We do not forgive, we do not forget, we are legion.The last line is a reference to a tagline commonly used by the hacking group. The sites were taken down by the company and restored the following evening.

A two-year FBI investigation into the incident later found that Richmond resident Ross M. Colby, 35, was behind the hack. A jury convicted Colby of all charges on June 6, 2018 after a six-day trial. It came out during the trial that Colby admitted in an interview with the FBI he hacked the company's sites and claimed it was at the request of convicted felon and former Menlo Park resident, Hiruy Amanuel, who was sentenced to 21 months in prison for federal drug-trafficking charges in 2009.

The Almanac had written two stories in 2013 about a lawsuit Amanuel filed against Menlo Park for violating his civil rights. Both articles mentioned his previous convictions. Amanuel received $500 from the city of Menlo Park and his attorney recovered $49,400 to settle his lawsuit. While Embarcadero Media previously thought none of its websites were altered, it learned during Colby's trial that both Almanac articles were modified and was able to restore the articles.
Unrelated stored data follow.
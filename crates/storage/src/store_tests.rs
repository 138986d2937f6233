// SPDX-License-Identifier: BUSL-1.1
// Copyright (c) 2026 Alfred Jean LLC

use super::*;
use warden_core::event::EventType;
use warden_core::run::{RunConfig, RunStatus};
use warden_core::test_support::{test_event, test_run_config, test_unit};
use warden_core::unit::UnitStatus;

fn config() -> RunConfig {
    test_run_config()
}

#[test]
fn create_run_round_trips() {
    let store = Store::open_in_memory().unwrap();
    let run = store.create_run(config(), 1_000).unwrap();
    assert_eq!(run.status, RunStatus::Running);

    let fetched = store.get_run(run.id).unwrap().expect("run should exist");
    assert_eq!(fetched.id, run.id);
    assert_eq!(fetched.config.target_branch, run.config.target_branch);
}

#[test]
fn duplicate_active_run_is_rejected() {
    let store = Store::open_in_memory().unwrap();
    let cfg = config();
    let run = store.create_run(cfg.clone(), 1_000).unwrap();
    store.update_run_status(run.id, RunStatus::Running, 1_001, None).unwrap();

    let err = store.create_run(cfg, 1_002).unwrap_err();
    assert!(matches!(err, StoreError::DuplicateActiveRun { .. }));
}

#[test]
fn update_run_status_is_idempotent_for_terminal_status() {
    let store = Store::open_in_memory().unwrap();
    let run = store.create_run(config(), 1_000).unwrap();
    store.update_run_status(run.id, RunStatus::Running, 1_001, None).unwrap();
    store.update_run_status(run.id, RunStatus::Completed, 1_002, None).unwrap();
    // Writing the same terminal status twice is a no-op, not an error.
    store.update_run_status(run.id, RunStatus::Completed, 1_003, None).unwrap();

    let fetched = store.get_run(run.id).unwrap().unwrap();
    assert_eq!(fetched.status, RunStatus::Completed);
    assert_eq!(fetched.completed_at_epoch_ms, Some(1_002));
}

#[test]
fn list_runs_by_status_is_the_resume_source_of_truth() {
    let store = Store::open_in_memory().unwrap();
    let a = store.create_run(RunConfig::builder("/tmp/a", "main").build(), 1_000).unwrap();
    let b = store.create_run(RunConfig::builder("/tmp/b", "main").build(), 1_000).unwrap();
    store.update_run_status(a.id, RunStatus::Running, 1_001, None).unwrap();
    store.update_run_status(b.id, RunStatus::Running, 1_001, None).unwrap();
    store.update_run_status(b.id, RunStatus::Completed, 1_002, None).unwrap();

    let running = store.list_runs_by_status(RunStatus::Running).unwrap();
    assert_eq!(running.len(), 1);
    assert_eq!(running[0].id, a.id);
}

#[test]
fn upsert_unit_inserts_then_updates() {
    let store = Store::open_in_memory().unwrap();
    let run = store.create_run(config(), 1_000).unwrap();
    let mut unit = test_unit(run.id, "unit-a", &[]);
    store.upsert_unit(run.id, &unit).unwrap();

    unit.transition(UnitStatus::Ready, 1_001, None, None).unwrap();
    store.upsert_unit(run.id, &unit).unwrap();

    let fetched = store.get_unit(run.id, unit.id()).unwrap().unwrap();
    assert_eq!(fetched.status, UnitStatus::Ready);
}

#[test]
fn get_units_for_run_orders_by_unit_id() {
    let store = Store::open_in_memory().unwrap();
    let run = store.create_run(config(), 1_000).unwrap();
    for id in ["b", "a", "c"] {
        store.upsert_unit(run.id, &test_unit(run.id, id, &[])).unwrap();
    }

    let units = store.get_units_for_run(run.id).unwrap();
    let ids: Vec<&str> = units.iter().map(|u| u.id().as_str()).collect();
    assert_eq!(ids, vec!["a", "b", "c"]);
}

#[test]
fn append_event_assigns_dense_monotonic_sequence() {
    let store = Store::open_in_memory().unwrap();
    let run = store.create_run(config(), 1_000).unwrap();

    let e1 = store.append_event(test_event(run.id, EventType::OrchStarted)).unwrap();
    let e2 = store.append_event(test_event(run.id, EventType::UnitStarted)).unwrap();
    let e3 = store.append_event(test_event(run.id, EventType::OrchCompleted)).unwrap();

    assert_eq!([e1.sequence, e2.sequence, e3.sequence], [1, 2, 3]);
}

#[test]
fn sequences_are_independent_per_run() {
    let store = Store::open_in_memory().unwrap();
    let a = store.create_run(RunConfig::builder("/tmp/a", "main").build(), 1_000).unwrap();
    let b = store.create_run(RunConfig::builder("/tmp/b", "main").build(), 1_000).unwrap();

    let ea1 = store.append_event(test_event(a.id, EventType::OrchStarted)).unwrap();
    let eb1 = store.append_event(test_event(b.id, EventType::OrchStarted)).unwrap();
    let ea2 = store.append_event(test_event(a.id, EventType::OrchCompleted)).unwrap();

    assert_eq!(ea1.sequence, 1);
    assert_eq!(eb1.sequence, 1);
    assert_eq!(ea2.sequence, 2);
}

#[test]
fn list_events_since_returns_contiguous_suffix() {
    let store = Store::open_in_memory().unwrap();
    let run = store.create_run(config(), 1_000).unwrap();
    for _ in 0..5 {
        store.append_event(test_event(run.id, EventType::TaskRetry)).unwrap();
    }

    let since = store.list_events_since(run.id, 3).unwrap();
    let seqs: Vec<u64> = since.iter().map(|e| e.sequence).collect();
    assert_eq!(seqs, vec![3, 4, 5]);
}

#[test]
fn event_payload_and_error_round_trip() {
    let store = Store::open_in_memory().unwrap();
    let run = store.create_run(config(), 1_000).unwrap();
    let event = test_event(run.id, EventType::TaskValidationFail)
        .with_unit("unit-a")
        .with_task(warden_core::task::TaskOrdinal(1))
        .with_payload(serde_json::json!({"exit_code": 1}))
        .with_error("backpressure command failed");

    store.append_event(event).unwrap();
    let fetched = store.list_events_since(run.id, 1).unwrap();
    assert_eq!(fetched.len(), 1);
    assert_eq!(fetched[0].error.as_deref(), Some("backpressure command failed"));
    assert_eq!(fetched[0].payload, Some(serde_json::json!({"exit_code": 1})));
}

#[test]
fn reopening_the_same_file_preserves_events_across_a_simulated_crash() {
    let dir = tempfile::tempdir().unwrap();
    let path = Store::db_path(dir.path());

    {
        let store = Store::open(&path).unwrap();
        let run = store.create_run(config(), 1_000).unwrap();
        for _ in 0..3 {
            store.append_event(test_event(run.id, EventType::TaskCommitted)).unwrap();
        }
        // Dropped without an explicit close -- WAL mode must survive this.
    }

    let store = Store::open(&path).unwrap();
    let runs = store.list_runs_by_status(RunStatus::Running).unwrap();
    assert_eq!(runs.len(), 1);
    let events = store.list_events_since(runs[0].id, 1).unwrap();
    assert_eq!(events.len(), 3);
    assert_eq!(events.iter().map(|e| e.sequence).collect::<Vec<_>>(), vec![1, 2, 3]);
}
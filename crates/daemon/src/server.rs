// SPDX-License-Identifier: BUSL-1.1
// Copyright (c) 2026 Alfred Jean LLC

//! The control-plane socket server (spec.md §6): accepts connections on a
//! Unix domain socket created with owner-only (0600) permissions, and
//! dispatches each framed [`Request`] to the shared [`WardenJobManager`].
//!
//! `WatchJob` is the one streaming operation: once accepted, the
//! connection handler keeps writing framed [`Response::JobEvent`] messages
//! without waiting for further requests, until the run reaches a terminal
//! status ([`Response::JobTerminal`]) or the peer disconnects.

use std::os::unix::fs::PermissionsExt;
use std::path::Path;
use std::sync::Arc;
use std::time::Instant;

use tokio::net::{UnixListener, UnixStream};
use tokio_util::sync::CancellationToken;

use warden_core::run::RunStatus;
use warden_wire::request::Request;
use warden_wire::response::{HealthPayload, Response};
use warden_wire::{read_message, write_message};

use crate::capabilities::WardenJobManager;
use crate::env::PROTOCOL_VERSION;
use crate::error::DaemonError;

/// Bind the control socket, removing a stale socket file left behind by a
/// prior unclean shutdown first (the PID lock, acquired before this, is
/// what actually proves no live peer owns it). Permissions are narrowed to
/// owner-only immediately after bind, closing the window where another
/// local user could connect.
pub fn bind(socket_path: &Path) -> Result<UnixListener, DaemonError> {
    if let Some(parent) = socket_path.parent() {
        std::fs::create_dir_all(parent)?;
    }
    if socket_path.exists() {
        std::fs::remove_file(socket_path)?;
    }
    let listener =
        UnixListener::bind(socket_path).map_err(|source| DaemonError::BindFailed { path: socket_path.to_path_buf(), source })?;
    std::fs::set_permissions(socket_path, std::fs::Permissions::from_mode(0o600))?;
    Ok(listener)
}

/// Accept connections until `stop_accepting` is cancelled, spawning one
/// task per connection. `shutdown_requested` is a separate, earlier signal:
/// an in-band `Shutdown` request cancels it to wake up the daemon's own
/// shutdown sequence (spec.md §4.5 step 1, "cancel all running jobs
/// first"), while this listener and any in-flight `WatchJob` streams keep
/// running -- draining them is steps 2-3, not this call's job.
pub async fn serve(
    listener: UnixListener,
    jobs: Arc<WardenJobManager>,
    shutdown_requested: CancellationToken,
    stop_accepting: CancellationToken,
    started_at: Instant,
) {
    loop {
        tokio::select! {
            _ = stop_accepting.cancelled() => return,
            accepted = listener.accept() => {
                match accepted {
                    Ok((stream, _)) => {
                        let jobs = jobs.clone();
                        let shutdown_requested = shutdown_requested.clone();
                        let stop_accepting = stop_accepting.clone();
                        tokio::spawn(async move {
                            if let Err(err) = handle_connection(stream, jobs, shutdown_requested, stop_accepting, started_at).await {
                                tracing::debug!(error = %err, "control connection ended with an error");
                            }
                        });
                    }
                    Err(err) => tracing::error!(error = %err, "accept failed on control socket"),
                }
            }
        }
    }
}

async fn handle_connection(
    stream: UnixStream,
    jobs: Arc<WardenJobManager>,
    shutdown_requested: CancellationToken,
    stop_accepting: CancellationToken,
    started_at: Instant,
) -> Result<(), warden_wire::error::ProtocolError> {
    let (mut reader, mut writer) = stream.into_split();
    loop {
        let request: Request = tokio::select! {
            _ = stop_accepting.cancelled() => return Ok(()),
            request = read_message(&mut reader) => request?,
        };

        match request {
            Request::Ping => write_message(&mut writer, &Response::Pong).await?,

            Request::Hello { client_version } => {
                tracing::debug!(%client_version, "client handshake");
                write_message(&mut writer, &Response::Hello { server_version: PROTOCOL_VERSION.to_string() }).await?;
            }

            Request::Health => {
                let health = HealthPayload {
                    version: PROTOCOL_VERSION.to_string(),
                    active_jobs: jobs.active_count() as u32,
                    uptime_secs: started_at.elapsed().as_secs(),
                };
                write_message(&mut writer, &Response::Health { health }).await?;
            }

            Request::StartJob { config } => {
                let response = match jobs.start(config).await {
                    Ok(run_id) => Response::JobStarted { run_id },
                    Err(err) => Response::Error { message: err.to_string() },
                };
                write_message(&mut writer, &response).await?;
            }

            Request::StopJob { run_id } => {
                let response = match jobs.stop(run_id) {
                    Ok(()) => Response::JobStopped { run_id },
                    Err(err) => Response::Error { message: err.to_string() },
                };
                write_message(&mut writer, &response).await?;
            }

            Request::GetJobStatus { run_id } => {
                let response = match jobs.get(run_id) {
                    Ok(detail) => Response::JobStatus { detail },
                    Err(err) => Response::Error { message: err.to_string() },
                };
                write_message(&mut writer, &response).await?;
            }

            Request::ListJobs { status } => {
                let response = match jobs.list(status) {
                    Ok(jobs) => Response::JobList { jobs },
                    Err(err) => Response::Error { message: err.to_string() },
                };
                write_message(&mut writer, &response).await?;
            }

            Request::WatchJob { run_id, from_seq } => {
                stream_job(&mut writer, &jobs, run_id, from_seq, &stop_accepting).await?;
                return Ok(());
            }

            Request::Shutdown => {
                write_message(&mut writer, &Response::ShuttingDown).await?;
                shutdown_requested.cancel();
                return Ok(());
            }
        }
    }
}

/// Drive the `WatchJob` streaming response: replay-then-live if the job is
/// still live, a direct replay-from-store plus an immediate terminal
/// message if it has already finished (spec.md §4.5: `subscribe` returns
/// `JobNotFound` for an archived run; the daemon papers over that split so
/// the wire contract is uniform for the caller).
async fn stream_job<W: tokio::io::AsyncWrite + Unpin>(
    writer: &mut W,
    jobs: &WardenJobManager,
    run_id: warden_core::run::RunId,
    from_seq: Option<u64>,
    stop_accepting: &CancellationToken,
) -> Result<(), warden_wire::error::ProtocolError> {
    match jobs.subscribe(run_id, from_seq) {
        Ok(subscription) => loop {
            tokio::select! {
                _ = stop_accepting.cancelled() => return Ok(()),
                event = subscription.recv() => {
                    match event {
                        Some(event) => {
                            let terminal = is_run_terminal_event(&event.event_type);
                            write_message(writer, &Response::JobEvent { event }).await?;
                            if terminal {
                                if let Ok(detail) = jobs.get(run_id) {
                                    write_message(writer, &Response::JobTerminal { run_id, status: detail.status }).await?;
                                }
                                return Ok(());
                            }
                        }
                        None => return Ok(()),
                    }
                }
            }
        },
        Err(_not_found) => {
            let events = jobs.events_since(run_id, from_seq.unwrap_or(1)).unwrap_or_default();
            for event in events {
                write_message(writer, &Response::JobEvent { event }).await?;
            }
            let status = jobs.get(run_id).map(|detail| detail.status).unwrap_or(RunStatus::Failed);
            write_message(writer, &Response::JobTerminal { run_id, status }).await?;
            Ok(())
        }
    }
}

fn is_run_terminal_event(event_type: &warden_core::event::EventType) -> bool {
    use warden_core::event::EventType::*;
    matches!(event_type, OrchCompleted | OrchFailed)
}
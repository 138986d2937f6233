// SPDX-License-Identifier: BUSL-1.1
// Copyright (c) 2026 Alfred Jean LLC

//! The single-method escalation abstraction (spec.md §7: "a single-method
//! abstraction with pluggable terminal/slack/webhook backends") fired when
//! retries are exhausted on a persistent agent failure.

use async_trait::async_trait;
use serde::Serialize;
use warden_core::effect::EscalationSeverity;
use warden_core::task::TaskOrdinal;
use warden_core::unit::UnitId;

/// A structured escalation notice. Every escalation records the unit,
/// phase (conveyed in `message`), last error, and branch context per
/// spec.md §7: "every escalation records unit id, phase, last error, and
/// context (branch, target, task title as relevant)".
#[derive(Debug, Clone, Serialize)]
pub struct EscalationNotice {
    pub unit: UnitId,
    pub task: Option<TaskOrdinal>,
    pub severity: EscalationSeverity,
    pub message: String,
    pub branch: Option<String>,
    pub target_branch: Option<String>,
}

#[derive(Debug, thiserror::Error)]
pub enum EscalatorError {
    #[error("webhook request failed: {0}")]
    Webhook(#[from] reqwest::Error),
}

/// A single-method abstraction over where escalations are routed.
#[async_trait]
pub trait Escalator: Send + Sync + 'static {
    async fn escalate(&self, notice: EscalationNotice) -> Result<(), EscalatorError>;
}

/// Writes to the daemon log at `error` level plus stderr. The default
/// backend; always available, never fails.
#[derive(Debug, Clone, Copy, Default)]
pub struct TerminalEscalator;

#[async_trait]
impl Escalator for TerminalEscalator {
    async fn escalate(&self, notice: EscalationNotice) -> Result<(), EscalatorError> {
        tracing::error!(
            unit = %notice.unit,
            task = ?notice.task,
            severity = %notice.severity,
            branch = ?notice.branch,
            target_branch = ?notice.target_branch,
            "{}",
            notice.message,
        );
        eprintln!("[escalation:{}] unit {} -- {}", notice.severity, notice.unit, notice.message);
        Ok(())
    }
}

/// POSTs the notice as JSON to a configured URL.
#[derive(Debug, Clone)]
pub struct WebhookEscalator {
    pub url: String,
    pub client: reqwest::Client,
}

impl WebhookEscalator {
    pub fn new(url: impl Into<String>) -> Self {
        Self { url: url.into(), client: reqwest::Client::new() }
    }
}

#[async_trait]
impl Escalator for WebhookEscalator {
    async fn escalate(&self, notice: EscalationNotice) -> Result<(), EscalatorError> {
        self.client.post(&self.url).json(&notice).send().await?.error_for_status()?;
        Ok(())
    }
}

#[cfg(test)]
#[path = "escalator_tests.rs"]
mod tests;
The FBI did not believe Colby's claims and Amanuel, who had moved to Ethiopia, denied being involved. The FBI did not look into Amanuel and never contacted him. U.S. District Court Judge Lucy Koh, who was overseeing Colby's trial and Embarcadero Media publisher Bill Johnson both criticized the FBI during his sentencing for not investigating Colby's claims. Colby's sentencing was delayed due to doubts over his mental competency.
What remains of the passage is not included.